Methods: A total of 111 patients with ovarian, cervical, or endometrial carcinomas or benign ovarian or uterine tumors were enrolled on the study, and the levels of interleukin (IL)-2, IL-4, IL-6, IL-10, interferon (IFN)-gamma, granulocyte-colony stimulating factor (G-CSF), granulocyte-macrophage-colony stimulating factor (GM-CSF), macrophage-colony stimulating factor (M-CSF), and tumor necrosis factor (TNF)-alpha were measured by cytokine specific, enzyme-linked immunoadsorbent assays. In addition, ratios of IL-2, IL-4, and IFN-gamma production were studied to characterize the type of T-cell response that occurred in the peritoneal cavities of the patients.
Results: High levels of M-CSF (mean for all patients, 26,050 pg/mL) and G-CSF (mean for all patients, 20,267 pg/mL) were observed in virtually all patients, but no significant differences between the study groups were observed. Similarly, no differences in the levels of IL-2, IL-4, IL-10, IFN-gamma, GM-CSF, or TNF-alpha were found. However, IL-6 levels were significantly higher in patients with ovarian carcinoma (mean +/- standard error of the mean [SEM]: 5572 +/- 1266) or benign tumors (mean +/- SEM: 4474 +/- 2008) than in those with cervical (mean +/- SEM: 1222 +/- 546) or endometrial carcinoma (mean +/- SEM: 1977 +/- 616). A predominantly Th1 type cytokine profile, irrespective of the diagnosis, was observed in patients with gynecologic tumors.

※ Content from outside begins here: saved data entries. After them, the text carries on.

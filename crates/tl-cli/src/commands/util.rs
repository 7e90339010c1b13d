//! Shared utilities for CLI commands.

use std::sync::LazyLock;

use anyhow::Context;
use chrono::{DateTime, Duration, SecondsFormat, Utc};
use regex::Regex;
use tl_core::TimeLogRecord;

/// Pre-compiled regex for relative time parsing.
static RELATIVE_TIME_RE: LazyLock<Regex> =
    LazyLock::new(|| Regex::new(r"^(\d+)\s+(minute|hour|day|week)s?\s+ago$").unwrap());

/// Conservative bounds for relative time parsing (~1000 years in minutes).
const MAX_RELATIVE_MINUTES: i64 = 1000 * 365 * 24 * 60;

/// Parse a datetime string as either ISO 8601 or relative time.
///
/// Supports:
/// - ISO 8601: "2026-01-15T10:30:00Z"
/// - Relative: "2 hours ago", "30 minutes ago", "1 day ago", "1 week ago"
/// - "now"
pub fn parse_datetime(s: &str) -> anyhow::Result<DateTime<Utc>> {
    parse_datetime_at(s, Utc::now())
}

/// Parses an optional datetime argument, defaulting to now.
pub fn parse_or_now(s: Option<&str>) -> anyhow::Result<DateTime<Utc>> {
    s.map_or_else(|| Ok(Utc::now()), parse_datetime)
}

fn parse_datetime_at(s: &str, now: DateTime<Utc>) -> anyhow::Result<DateTime<Utc>> {
    let s = s.trim();
    if s == "now" {
        return Ok(now);
    }

    if let Ok(dt) = DateTime::parse_from_rfc3339(s) {
        return Ok(dt.with_timezone(&Utc));
    }

    let Some(caps) = RELATIVE_TIME_RE.captures(s) else {
        anyhow::bail!(
            "Invalid datetime: {s}. Use ISO 8601 (e.g., 2026-01-15T10:30:00Z) or relative (e.g., '2 hours ago')"
        );
    };

    let n: i64 = caps[1]
        .parse()
        .context("failed to parse number in relative time")?;

    let (max_for_unit, minutes_per_unit) = match &caps[2] {
        "minute" => (MAX_RELATIVE_MINUTES, 1),
        "hour" => (MAX_RELATIVE_MINUTES / 60, 60),
        "day" => (MAX_RELATIVE_MINUTES / (60 * 24), 60 * 24),
        "week" => (MAX_RELATIVE_MINUTES / (60 * 24 * 7), 60 * 24 * 7),
        unit => anyhow::bail!("Unknown time unit: {unit}"),
    };

    if n > max_for_unit {
        anyhow::bail!("Relative time value too large: {n} {}", &caps[2]);
    }

    Ok(now - Duration::minutes(n * minutes_per_unit))
}

/// Formats an instant for terminal output.
pub fn format_instant(instant: DateTime<Utc>) -> String {
    instant.to_rfc3339_opts(SecondsFormat::Secs, true)
}

/// Formats a duration as `1h 05m`.
pub fn format_duration(duration: Duration) -> String {
    let minutes = duration.num_minutes();
    format!("{}h {:02}m", minutes / 60, minutes % 60)
}

/// One line per record: `start  end  duration  task  id  comment`.
pub fn format_record(record: &TimeLogRecord) -> String {
    let line = format!(
        "{}  {}  {:>8}  {}  {}",
        format_instant(record.start),
        format_instant(record.end),
        format_duration(record.duration()),
        record.task,
        record.id,
    );
    if record.comment.is_empty() {
        line
    } else {
        format!("{line}  {}", record.comment)
    }
}
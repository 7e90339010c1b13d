//! Placement rules for intervals in the ordered sequence.
//!
//! Time logs model exclusive occupancy of time: no two committed intervals may
//! overlap. [`place`] decides whether a candidate can go into the sequence and
//! where, treating the candidate's own existing entry as absent so a record can
//! be moved or resized without conflicting with itself.

use std::cmp::Ordering;

use thiserror::Error;

use crate::record::IntervalMeta;
use crate::search::binary_search_ignoring;
use crate::types::LogId;

/// Read access to an ordered sequence of interval metas.
pub trait MetaSequence {
    /// Number of entries, including undecodable ones.
    fn len(&self) -> usize;

    /// Decodes the entry at `index`.
    ///
    /// Returns `None` when the index is out of bounds or the entry cannot be
    /// decoded. Such entries are skipped by every search.
    fn meta_at(&self, index: usize) -> Option<IntervalMeta>;

    fn is_empty(&self) -> bool {
        self.len() == 0
    }
}

impl MetaSequence for [IntervalMeta] {
    fn len(&self) -> usize {
        <[IntervalMeta]>::len(self)
    }

    fn meta_at(&self, index: usize) -> Option<IntervalMeta> {
        self.get(index).cloned()
    }
}

impl MetaSequence for Vec<IntervalMeta> {
    fn len(&self) -> usize {
        Vec::len(self)
    }

    fn meta_at(&self, index: usize) -> Option<IntervalMeta> {
        self.get(index).cloned()
    }
}

/// Why a candidate interval was rejected. Each variant names the neighbour it collides with.
#[derive(Debug, Clone, PartialEq, Eq, Error)]
pub enum Conflict {
    /// Another record starts at exactly the same instant.
    #[error("start time duplicates time log {with}")]
    StartDuplicate { with: LogId },

    /// The preceding record ends after the candidate starts.
    #[error("start time overlaps time log {with}")]
    StartConflict { with: LogId },

    /// The following record starts before the candidate ends.
    #[error("end time overlaps time log {with}")]
    EndConflict { with: LogId },
}

impl Conflict {
    /// The conflicting neighbour.
    pub const fn with(&self) -> &LogId {
        match self {
            Self::StartDuplicate { with }
            | Self::StartConflict { with }
            | Self::EndConflict { with } => with,
        }
    }

    /// Stable numeric code shared with host applications.
    pub const fn code(&self) -> u16 {
        match self {
            Self::StartDuplicate { .. } => 100,
            Self::StartConflict { .. } => 101,
            Self::EndConflict { .. } => 102,
        }
    }
}

/// Where an accepted candidate goes.
#[derive(Debug, Clone, Copy, PartialEq, Eq)]
pub struct Placement {
    /// Insertion point computed with the candidate's own entry ignored.
    pub insertion_point: usize,
    /// Current index of the candidate's own entry, if it is already committed.
    pub prior_index: Option<usize>,
}

impl Placement {
    /// Index to insert at after the prior entry (if any) has been removed.
    pub const fn target_index(&self) -> usize {
        match self.prior_index {
            Some(prior) if prior < self.insertion_point => self.insertion_point - 1,
            _ => self.insertion_point,
        }
    }
}

/// Decides whether `candidate` may be placed into `seq`.
///
/// `prior` is the committed projection of the same record, if there is one;
/// it is used to locate the entry that the caller must remove before
/// inserting at [`Placement::target_index`].
pub fn place<S>(
    seq: &S,
    candidate: &IntervalMeta,
    prior: Option<&IntervalMeta>,
) -> Result<Placement, Conflict>
where
    S: MetaSequence + ?Sized,
{
    let is_other = |meta: &IntervalMeta| meta.id != candidate.id;

    let result = binary_search_ignoring(
        seq.len(),
        |i| {
            seq.meta_at(i)
                .map_or(Ordering::Equal, |meta| meta.start.cmp(&candidate.start))
        },
        |i| !seq.meta_at(i).is_some_and(|meta| is_other(&meta)),
    );

    if let Some(index) = result.matched {
        if let Some(existing) = seq.meta_at(index) {
            return Err(Conflict::StartDuplicate { with: existing.id });
        }
    }

    let insertion_point = result.insertion_point;

    let previous = (0..insertion_point)
        .rev()
        .find_map(|i| seq.meta_at(i).filter(is_other));
    if let Some(previous) = previous {
        if previous.end > candidate.start {
            return Err(Conflict::StartConflict { with: previous.id });
        }
    }

    let next = (insertion_point..seq.len()).find_map(|i| seq.meta_at(i).filter(is_other));
    if let Some(next) = next {
        if next.start < candidate.end {
            return Err(Conflict::EndConflict { with: next.id });
        }
    }

    Ok(Placement {
        insertion_point,
        prior_index: prior.and_then(|prior| locate(seq, prior)),
    })
}

/// Finds the index of the entry matching `meta`'s id.
///
/// Tries a binary search on `meta.start` first and falls back to a linear scan,
/// since a freshly merged sequence may not be sorted yet.
pub fn locate<S>(seq: &S, meta: &IntervalMeta) -> Option<usize>
where
    S: MetaSequence + ?Sized,
{
    let result = binary_search_ignoring(
        seq.len(),
        |i| {
            seq.meta_at(i)
                .map_or(Ordering::Equal, |entry| entry.start.cmp(&meta.start))
        },
        |i| seq.meta_at(i).is_none(),
    );
    if let Some(index) = result.matched {
        if seq.meta_at(index).is_some_and(|entry| entry.id == meta.id) {
            return Some(index);
        }
    }
    (0..seq.len()).find(|&i| seq.meta_at(i).is_some_and(|entry| entry.id == meta.id))
}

Conclusions: With the exception of IL-6, the cytokine synthesis profiles in the peritoneal fluids of patients with benign and malignant gynecologic tumors were found to be similar. These results suggest that cytokine production in these patients is a result of nonspecific inflammation rather than a specific response against the tumor cells, and that skewing of cytokine synthesis toward either the Th1 or the Th2 phenotype is not the underlying mechanism resulting in the malignant process in women with gynecologic tumors.